-- Records supplied follows --

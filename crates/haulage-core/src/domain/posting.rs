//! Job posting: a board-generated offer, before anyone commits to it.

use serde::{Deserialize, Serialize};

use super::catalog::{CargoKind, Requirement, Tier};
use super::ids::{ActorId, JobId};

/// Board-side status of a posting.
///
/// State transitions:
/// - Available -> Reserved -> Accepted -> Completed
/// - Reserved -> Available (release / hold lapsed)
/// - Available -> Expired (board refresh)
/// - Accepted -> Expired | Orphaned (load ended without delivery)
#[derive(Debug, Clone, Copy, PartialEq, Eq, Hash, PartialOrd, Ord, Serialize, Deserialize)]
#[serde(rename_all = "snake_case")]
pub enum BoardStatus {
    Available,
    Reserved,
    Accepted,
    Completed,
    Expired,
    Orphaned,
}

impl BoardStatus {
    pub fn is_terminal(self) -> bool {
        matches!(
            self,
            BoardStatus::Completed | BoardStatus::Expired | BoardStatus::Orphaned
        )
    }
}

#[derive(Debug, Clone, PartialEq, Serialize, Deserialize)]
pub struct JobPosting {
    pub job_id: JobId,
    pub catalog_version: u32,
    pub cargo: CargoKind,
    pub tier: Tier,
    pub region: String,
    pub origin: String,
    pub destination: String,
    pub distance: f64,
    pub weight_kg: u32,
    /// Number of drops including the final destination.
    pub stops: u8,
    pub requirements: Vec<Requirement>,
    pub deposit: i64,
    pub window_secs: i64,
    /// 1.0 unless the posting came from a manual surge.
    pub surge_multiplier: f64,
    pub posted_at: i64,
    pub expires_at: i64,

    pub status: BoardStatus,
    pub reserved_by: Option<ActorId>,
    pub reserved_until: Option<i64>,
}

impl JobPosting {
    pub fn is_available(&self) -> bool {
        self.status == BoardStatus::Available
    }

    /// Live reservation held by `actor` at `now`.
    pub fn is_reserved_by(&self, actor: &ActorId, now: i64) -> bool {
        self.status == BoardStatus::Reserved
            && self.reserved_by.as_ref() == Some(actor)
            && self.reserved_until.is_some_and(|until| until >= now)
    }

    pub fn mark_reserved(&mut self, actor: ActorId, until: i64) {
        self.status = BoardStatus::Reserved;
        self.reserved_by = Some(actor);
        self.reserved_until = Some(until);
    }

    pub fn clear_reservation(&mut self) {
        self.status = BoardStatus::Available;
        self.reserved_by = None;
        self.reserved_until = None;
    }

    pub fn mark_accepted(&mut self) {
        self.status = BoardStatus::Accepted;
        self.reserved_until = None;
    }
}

-- Records supplied concluded --

▶ _Your instructions_: Find each line of the data above that holds the word "super", then copy it.

▶ _Solution for this task_:
use super::catalog::{CargoKind, Requirement, Tier};
use super::ids::{ActorId, JobId};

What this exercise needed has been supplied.